TASK PROMPT:
Filter the data for lines with the word "Constructs", then copy every line so identified.

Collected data
·····

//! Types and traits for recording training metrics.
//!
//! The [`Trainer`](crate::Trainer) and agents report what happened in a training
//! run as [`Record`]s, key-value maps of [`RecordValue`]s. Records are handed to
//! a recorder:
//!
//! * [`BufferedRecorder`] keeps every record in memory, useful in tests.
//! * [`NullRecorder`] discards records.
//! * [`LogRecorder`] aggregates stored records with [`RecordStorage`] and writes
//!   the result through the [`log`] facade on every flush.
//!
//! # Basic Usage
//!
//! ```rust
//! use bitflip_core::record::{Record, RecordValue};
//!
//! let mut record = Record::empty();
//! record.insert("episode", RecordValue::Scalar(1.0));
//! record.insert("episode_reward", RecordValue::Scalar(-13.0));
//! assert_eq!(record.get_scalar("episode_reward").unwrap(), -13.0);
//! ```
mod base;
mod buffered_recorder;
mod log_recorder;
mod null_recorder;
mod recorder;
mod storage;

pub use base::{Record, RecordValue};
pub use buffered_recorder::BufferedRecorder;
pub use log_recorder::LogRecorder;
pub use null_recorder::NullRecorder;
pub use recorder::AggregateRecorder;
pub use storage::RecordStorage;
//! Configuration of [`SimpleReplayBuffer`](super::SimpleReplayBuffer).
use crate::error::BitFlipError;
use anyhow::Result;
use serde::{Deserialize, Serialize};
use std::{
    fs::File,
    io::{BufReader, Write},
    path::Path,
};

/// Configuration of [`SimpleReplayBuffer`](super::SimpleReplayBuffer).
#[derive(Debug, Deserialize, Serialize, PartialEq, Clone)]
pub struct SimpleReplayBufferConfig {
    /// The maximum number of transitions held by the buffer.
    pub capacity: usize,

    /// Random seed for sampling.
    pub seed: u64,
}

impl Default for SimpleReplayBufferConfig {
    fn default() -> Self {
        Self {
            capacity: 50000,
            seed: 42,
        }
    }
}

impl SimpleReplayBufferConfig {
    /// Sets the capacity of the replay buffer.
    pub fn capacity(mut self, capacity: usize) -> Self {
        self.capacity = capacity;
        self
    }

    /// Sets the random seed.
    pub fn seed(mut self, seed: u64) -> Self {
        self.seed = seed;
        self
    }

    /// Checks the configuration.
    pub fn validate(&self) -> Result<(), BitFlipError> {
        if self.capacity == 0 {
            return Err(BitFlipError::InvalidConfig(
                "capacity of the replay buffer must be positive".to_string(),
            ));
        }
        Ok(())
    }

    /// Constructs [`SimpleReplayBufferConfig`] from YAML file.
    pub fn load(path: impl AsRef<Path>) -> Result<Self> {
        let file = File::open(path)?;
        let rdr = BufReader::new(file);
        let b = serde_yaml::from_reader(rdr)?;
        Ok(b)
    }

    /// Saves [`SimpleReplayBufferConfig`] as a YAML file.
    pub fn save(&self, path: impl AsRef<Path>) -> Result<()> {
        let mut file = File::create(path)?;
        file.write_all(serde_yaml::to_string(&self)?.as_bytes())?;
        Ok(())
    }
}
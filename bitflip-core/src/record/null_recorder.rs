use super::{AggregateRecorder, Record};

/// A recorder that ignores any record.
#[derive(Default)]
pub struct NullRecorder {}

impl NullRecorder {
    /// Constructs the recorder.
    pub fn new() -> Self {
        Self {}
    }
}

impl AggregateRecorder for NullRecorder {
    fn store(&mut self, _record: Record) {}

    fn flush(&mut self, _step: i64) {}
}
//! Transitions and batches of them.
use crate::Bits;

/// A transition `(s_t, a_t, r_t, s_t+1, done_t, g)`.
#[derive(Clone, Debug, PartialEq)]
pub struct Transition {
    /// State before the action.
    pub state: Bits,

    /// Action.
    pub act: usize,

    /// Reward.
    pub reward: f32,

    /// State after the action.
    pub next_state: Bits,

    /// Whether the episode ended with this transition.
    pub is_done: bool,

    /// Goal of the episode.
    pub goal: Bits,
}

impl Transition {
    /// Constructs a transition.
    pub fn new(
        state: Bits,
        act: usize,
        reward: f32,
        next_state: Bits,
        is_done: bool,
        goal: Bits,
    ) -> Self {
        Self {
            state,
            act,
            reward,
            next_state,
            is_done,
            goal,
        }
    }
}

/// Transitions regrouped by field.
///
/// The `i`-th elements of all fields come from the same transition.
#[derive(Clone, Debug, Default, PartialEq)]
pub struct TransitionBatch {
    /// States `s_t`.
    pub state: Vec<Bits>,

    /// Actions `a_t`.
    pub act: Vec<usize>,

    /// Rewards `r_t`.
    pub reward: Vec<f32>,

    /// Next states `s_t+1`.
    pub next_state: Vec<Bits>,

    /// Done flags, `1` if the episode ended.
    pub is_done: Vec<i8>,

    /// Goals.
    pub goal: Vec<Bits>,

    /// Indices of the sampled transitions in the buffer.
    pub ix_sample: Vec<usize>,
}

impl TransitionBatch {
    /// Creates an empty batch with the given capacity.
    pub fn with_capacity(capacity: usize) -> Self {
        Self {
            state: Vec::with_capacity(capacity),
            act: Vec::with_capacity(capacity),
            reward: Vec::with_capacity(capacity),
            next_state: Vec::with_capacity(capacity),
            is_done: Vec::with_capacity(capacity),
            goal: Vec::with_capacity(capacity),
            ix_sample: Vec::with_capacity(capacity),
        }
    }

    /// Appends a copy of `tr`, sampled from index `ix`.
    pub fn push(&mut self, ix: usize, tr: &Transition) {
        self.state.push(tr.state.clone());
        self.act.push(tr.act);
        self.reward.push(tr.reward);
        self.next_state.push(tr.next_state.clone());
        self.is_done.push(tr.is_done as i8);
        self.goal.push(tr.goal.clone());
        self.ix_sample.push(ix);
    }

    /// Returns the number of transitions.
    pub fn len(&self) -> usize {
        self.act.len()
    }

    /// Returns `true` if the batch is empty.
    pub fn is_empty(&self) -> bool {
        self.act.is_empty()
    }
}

·····

ANSWER BELOW:
    /// Constructs [`SimpleReplayBufferConfig`] from YAML file.
    /// Constructs the recorder.
    /// Constructs a transition.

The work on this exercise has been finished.